Given entries:
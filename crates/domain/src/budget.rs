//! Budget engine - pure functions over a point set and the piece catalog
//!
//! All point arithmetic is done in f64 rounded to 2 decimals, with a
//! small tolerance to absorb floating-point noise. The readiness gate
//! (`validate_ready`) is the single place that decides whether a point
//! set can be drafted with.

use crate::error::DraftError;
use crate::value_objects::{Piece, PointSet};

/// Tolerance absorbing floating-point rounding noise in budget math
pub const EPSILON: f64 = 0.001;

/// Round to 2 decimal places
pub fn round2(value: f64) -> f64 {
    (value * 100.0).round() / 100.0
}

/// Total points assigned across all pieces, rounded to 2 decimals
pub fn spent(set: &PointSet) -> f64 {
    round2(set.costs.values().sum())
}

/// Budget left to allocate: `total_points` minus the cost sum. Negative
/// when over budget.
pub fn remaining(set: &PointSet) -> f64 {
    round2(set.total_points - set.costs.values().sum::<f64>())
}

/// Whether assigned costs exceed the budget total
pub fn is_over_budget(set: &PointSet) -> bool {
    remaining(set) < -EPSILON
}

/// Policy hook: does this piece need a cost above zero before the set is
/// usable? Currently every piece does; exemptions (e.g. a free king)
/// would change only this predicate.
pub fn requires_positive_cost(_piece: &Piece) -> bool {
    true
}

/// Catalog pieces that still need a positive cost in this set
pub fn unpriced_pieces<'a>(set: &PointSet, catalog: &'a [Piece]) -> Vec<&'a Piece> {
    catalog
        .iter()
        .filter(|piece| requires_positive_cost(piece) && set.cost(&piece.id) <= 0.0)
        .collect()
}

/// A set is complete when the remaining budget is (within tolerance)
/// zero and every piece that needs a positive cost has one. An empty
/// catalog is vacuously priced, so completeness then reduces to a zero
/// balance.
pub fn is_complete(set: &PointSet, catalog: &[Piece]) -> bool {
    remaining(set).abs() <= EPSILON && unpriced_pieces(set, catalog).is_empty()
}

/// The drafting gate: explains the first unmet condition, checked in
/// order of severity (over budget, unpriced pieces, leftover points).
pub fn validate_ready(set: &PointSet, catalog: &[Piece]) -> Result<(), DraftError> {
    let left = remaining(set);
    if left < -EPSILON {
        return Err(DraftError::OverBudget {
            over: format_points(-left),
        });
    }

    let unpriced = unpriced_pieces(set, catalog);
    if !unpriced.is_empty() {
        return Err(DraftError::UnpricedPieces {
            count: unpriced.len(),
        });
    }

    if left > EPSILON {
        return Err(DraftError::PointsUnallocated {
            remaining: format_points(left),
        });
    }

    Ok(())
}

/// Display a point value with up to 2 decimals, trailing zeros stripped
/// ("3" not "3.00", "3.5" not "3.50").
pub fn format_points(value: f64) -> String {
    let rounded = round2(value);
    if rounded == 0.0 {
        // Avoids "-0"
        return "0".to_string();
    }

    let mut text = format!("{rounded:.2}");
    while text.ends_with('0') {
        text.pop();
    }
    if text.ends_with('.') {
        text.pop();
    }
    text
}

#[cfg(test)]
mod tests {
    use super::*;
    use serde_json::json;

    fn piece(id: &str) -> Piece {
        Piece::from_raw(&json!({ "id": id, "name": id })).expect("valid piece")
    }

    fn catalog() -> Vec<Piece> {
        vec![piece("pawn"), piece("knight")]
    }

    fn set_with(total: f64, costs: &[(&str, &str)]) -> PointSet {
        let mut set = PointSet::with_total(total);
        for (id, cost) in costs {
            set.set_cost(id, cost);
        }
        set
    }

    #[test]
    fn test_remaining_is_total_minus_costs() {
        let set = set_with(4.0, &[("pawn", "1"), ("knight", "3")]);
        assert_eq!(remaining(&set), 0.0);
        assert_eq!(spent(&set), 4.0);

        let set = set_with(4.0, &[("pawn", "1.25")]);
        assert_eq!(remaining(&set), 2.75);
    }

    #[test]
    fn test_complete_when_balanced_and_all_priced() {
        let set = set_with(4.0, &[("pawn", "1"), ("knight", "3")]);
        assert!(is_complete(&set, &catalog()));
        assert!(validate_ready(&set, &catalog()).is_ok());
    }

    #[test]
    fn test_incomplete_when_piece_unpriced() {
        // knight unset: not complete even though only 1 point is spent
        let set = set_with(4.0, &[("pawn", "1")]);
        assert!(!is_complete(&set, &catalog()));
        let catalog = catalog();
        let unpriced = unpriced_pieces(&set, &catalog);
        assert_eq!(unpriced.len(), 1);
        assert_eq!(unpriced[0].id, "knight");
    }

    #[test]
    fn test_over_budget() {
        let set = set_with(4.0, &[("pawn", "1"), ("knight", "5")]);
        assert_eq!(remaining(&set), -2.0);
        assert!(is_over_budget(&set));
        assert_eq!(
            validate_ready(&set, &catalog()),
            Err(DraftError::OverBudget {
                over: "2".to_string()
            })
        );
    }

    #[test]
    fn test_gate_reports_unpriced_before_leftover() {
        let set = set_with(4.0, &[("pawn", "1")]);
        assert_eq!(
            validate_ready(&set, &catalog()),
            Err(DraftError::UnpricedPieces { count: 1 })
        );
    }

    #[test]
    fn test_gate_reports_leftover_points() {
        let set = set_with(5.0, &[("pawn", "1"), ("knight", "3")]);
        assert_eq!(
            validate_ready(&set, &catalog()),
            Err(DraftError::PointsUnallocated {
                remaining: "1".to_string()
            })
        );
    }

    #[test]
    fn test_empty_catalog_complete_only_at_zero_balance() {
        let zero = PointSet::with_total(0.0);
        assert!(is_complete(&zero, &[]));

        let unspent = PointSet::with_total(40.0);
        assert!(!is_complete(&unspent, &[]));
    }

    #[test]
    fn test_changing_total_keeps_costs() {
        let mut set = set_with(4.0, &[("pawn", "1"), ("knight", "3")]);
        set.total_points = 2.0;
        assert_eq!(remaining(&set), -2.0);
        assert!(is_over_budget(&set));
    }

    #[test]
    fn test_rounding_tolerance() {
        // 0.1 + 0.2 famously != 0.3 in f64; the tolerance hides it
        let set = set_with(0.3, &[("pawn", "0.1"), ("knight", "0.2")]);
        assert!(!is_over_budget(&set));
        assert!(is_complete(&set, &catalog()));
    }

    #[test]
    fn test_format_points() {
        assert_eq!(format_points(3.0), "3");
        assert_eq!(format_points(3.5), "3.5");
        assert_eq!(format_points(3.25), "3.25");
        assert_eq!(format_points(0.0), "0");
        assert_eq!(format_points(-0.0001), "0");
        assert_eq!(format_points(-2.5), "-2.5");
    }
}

Activity:
When a line in the data above contains the string "unspent", copy that line.

Expected answer:
        let unspent = PointSet::with_total(40.0);
        assert!(!is_complete(&unspent, &[]));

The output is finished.